=== DATA RECORDS ===
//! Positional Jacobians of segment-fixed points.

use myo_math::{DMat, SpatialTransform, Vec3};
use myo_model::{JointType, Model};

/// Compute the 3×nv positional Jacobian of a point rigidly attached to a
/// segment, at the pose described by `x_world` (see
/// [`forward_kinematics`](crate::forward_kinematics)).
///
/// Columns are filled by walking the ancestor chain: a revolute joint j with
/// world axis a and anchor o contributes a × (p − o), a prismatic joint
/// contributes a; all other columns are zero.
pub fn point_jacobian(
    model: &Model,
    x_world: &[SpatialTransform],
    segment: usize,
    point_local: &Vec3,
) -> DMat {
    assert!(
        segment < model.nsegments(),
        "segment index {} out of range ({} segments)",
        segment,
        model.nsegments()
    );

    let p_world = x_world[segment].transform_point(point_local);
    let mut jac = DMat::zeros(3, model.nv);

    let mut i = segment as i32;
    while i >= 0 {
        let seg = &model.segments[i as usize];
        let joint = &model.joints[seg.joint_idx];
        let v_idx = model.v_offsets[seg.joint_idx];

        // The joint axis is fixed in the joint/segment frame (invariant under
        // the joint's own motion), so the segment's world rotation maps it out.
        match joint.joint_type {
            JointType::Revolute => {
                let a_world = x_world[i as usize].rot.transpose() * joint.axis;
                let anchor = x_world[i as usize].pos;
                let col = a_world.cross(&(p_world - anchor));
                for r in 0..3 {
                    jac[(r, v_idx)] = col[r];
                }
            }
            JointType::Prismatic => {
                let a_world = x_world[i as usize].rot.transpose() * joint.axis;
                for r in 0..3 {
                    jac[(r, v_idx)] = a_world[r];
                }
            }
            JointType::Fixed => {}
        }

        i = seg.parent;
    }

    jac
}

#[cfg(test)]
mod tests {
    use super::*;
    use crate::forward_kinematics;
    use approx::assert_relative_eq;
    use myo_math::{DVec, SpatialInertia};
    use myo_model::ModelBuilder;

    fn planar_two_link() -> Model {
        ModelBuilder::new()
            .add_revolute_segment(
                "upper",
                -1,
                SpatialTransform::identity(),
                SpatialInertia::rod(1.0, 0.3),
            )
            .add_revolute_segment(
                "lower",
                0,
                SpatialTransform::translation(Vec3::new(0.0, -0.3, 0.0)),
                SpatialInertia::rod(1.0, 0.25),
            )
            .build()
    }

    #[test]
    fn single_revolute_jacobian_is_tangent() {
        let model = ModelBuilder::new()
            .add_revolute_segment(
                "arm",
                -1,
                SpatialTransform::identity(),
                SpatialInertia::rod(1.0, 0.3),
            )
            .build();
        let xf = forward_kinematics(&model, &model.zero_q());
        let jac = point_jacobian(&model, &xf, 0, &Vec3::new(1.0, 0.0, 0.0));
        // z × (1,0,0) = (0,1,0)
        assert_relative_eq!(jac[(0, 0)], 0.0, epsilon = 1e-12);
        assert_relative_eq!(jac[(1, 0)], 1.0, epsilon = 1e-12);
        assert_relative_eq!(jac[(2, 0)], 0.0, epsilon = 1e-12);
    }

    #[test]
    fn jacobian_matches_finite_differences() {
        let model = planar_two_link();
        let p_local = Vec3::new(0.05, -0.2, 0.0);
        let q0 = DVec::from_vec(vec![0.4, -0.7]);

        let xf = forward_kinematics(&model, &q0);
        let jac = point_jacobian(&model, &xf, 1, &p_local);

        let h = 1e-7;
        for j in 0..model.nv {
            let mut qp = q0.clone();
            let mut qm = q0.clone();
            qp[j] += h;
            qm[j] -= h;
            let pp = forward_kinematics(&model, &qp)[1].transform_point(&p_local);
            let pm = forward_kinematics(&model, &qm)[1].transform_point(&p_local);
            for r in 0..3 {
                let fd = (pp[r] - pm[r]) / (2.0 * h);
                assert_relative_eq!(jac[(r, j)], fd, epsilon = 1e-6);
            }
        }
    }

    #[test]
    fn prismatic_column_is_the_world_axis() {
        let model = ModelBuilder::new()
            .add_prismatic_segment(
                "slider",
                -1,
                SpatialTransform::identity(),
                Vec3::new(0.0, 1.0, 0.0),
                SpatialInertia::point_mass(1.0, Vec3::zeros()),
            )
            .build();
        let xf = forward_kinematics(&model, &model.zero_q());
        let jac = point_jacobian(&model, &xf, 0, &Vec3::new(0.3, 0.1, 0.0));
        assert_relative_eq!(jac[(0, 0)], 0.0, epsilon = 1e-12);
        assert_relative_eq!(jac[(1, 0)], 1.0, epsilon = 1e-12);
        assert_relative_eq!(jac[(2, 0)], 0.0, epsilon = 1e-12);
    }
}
===
=== DATA RECORDS ===
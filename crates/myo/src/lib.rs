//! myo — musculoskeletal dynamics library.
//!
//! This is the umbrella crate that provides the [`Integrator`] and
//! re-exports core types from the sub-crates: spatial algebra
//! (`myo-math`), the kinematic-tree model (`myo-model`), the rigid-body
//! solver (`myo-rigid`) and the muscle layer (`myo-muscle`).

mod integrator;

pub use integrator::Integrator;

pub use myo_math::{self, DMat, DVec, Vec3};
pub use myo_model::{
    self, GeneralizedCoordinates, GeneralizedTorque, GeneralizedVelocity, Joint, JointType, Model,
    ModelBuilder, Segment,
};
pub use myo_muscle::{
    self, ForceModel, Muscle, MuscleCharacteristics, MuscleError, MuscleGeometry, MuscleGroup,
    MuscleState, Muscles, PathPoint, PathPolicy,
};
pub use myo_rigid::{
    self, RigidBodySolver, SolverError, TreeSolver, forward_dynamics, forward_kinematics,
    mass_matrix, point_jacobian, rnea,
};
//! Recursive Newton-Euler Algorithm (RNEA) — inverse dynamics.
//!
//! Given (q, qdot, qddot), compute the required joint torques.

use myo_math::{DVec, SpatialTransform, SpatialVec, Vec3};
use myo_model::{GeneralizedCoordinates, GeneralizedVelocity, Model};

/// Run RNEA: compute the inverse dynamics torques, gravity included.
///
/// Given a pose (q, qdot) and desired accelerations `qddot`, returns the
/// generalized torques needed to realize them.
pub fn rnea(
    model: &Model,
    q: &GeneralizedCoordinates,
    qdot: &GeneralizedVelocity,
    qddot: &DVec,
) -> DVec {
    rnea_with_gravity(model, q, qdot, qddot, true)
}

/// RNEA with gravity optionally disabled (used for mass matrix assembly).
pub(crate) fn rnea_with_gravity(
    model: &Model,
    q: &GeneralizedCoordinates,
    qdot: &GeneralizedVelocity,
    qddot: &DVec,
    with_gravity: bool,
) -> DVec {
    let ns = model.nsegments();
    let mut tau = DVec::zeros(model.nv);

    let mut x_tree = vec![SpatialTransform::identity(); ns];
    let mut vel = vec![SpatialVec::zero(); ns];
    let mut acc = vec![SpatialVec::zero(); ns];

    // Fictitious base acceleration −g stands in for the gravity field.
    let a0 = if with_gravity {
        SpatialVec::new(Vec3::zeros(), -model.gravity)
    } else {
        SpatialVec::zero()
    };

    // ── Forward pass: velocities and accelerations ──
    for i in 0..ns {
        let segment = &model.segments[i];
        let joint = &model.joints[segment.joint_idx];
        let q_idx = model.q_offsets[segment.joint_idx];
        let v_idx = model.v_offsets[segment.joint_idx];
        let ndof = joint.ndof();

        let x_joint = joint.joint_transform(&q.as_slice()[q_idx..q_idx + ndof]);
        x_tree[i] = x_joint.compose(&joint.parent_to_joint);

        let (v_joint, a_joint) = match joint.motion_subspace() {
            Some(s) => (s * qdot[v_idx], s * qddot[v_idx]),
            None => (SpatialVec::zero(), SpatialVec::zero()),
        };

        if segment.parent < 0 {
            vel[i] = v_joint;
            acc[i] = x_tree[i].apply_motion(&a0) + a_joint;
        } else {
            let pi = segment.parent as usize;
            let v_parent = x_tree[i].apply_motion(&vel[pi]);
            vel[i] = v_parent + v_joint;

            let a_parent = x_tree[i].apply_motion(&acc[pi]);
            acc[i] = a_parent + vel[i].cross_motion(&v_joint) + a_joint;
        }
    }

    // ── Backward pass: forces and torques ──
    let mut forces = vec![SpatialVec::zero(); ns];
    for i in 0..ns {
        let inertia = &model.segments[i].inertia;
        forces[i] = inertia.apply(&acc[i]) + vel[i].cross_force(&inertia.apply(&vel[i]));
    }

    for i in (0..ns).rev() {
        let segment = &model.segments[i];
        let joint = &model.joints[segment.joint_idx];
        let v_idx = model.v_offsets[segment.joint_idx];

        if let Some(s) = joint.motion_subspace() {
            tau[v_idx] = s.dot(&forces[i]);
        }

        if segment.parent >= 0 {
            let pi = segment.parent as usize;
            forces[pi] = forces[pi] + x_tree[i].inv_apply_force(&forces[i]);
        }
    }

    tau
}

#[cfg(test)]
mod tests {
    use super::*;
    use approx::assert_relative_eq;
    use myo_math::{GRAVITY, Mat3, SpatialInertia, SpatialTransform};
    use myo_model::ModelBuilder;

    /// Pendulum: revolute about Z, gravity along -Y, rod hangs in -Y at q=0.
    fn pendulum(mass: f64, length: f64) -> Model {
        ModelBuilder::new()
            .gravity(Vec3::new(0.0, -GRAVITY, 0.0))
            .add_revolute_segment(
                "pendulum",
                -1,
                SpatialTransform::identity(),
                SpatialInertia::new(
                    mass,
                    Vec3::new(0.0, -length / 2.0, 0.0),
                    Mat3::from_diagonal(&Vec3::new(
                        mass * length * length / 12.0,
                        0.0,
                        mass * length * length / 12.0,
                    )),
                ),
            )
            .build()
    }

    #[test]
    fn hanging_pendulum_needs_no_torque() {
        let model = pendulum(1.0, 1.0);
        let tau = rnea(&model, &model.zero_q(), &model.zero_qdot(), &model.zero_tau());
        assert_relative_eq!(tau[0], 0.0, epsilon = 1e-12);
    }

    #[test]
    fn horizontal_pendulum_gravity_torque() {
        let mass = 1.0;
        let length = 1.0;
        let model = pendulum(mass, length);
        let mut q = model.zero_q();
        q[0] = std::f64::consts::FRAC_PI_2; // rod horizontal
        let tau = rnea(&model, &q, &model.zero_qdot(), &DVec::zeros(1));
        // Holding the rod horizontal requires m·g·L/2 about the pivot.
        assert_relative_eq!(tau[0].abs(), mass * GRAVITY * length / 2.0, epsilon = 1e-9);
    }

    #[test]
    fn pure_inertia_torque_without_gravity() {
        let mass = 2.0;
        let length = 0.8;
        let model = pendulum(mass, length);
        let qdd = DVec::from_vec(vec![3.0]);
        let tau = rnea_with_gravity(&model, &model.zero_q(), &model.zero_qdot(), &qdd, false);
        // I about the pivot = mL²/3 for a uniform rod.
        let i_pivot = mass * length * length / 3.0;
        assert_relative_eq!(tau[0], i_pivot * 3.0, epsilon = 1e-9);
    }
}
===
§ **TASK PROMPT**:
Find the lines above with the word "qddot". Copy them out.

§ **EXPECTED OUTPUT**:
//! Given (q, qdot, qddot), compute the required joint torques.
/// Given a pose (q, qdot) and desired accelerations `qddot`, returns the
    qddot: &DVec,
    rnea_with_gravity(model, q, qdot, qddot, true)
    qddot: &DVec,
            Some(s) => (s * qdot[v_idx], s * qddot[v_idx]),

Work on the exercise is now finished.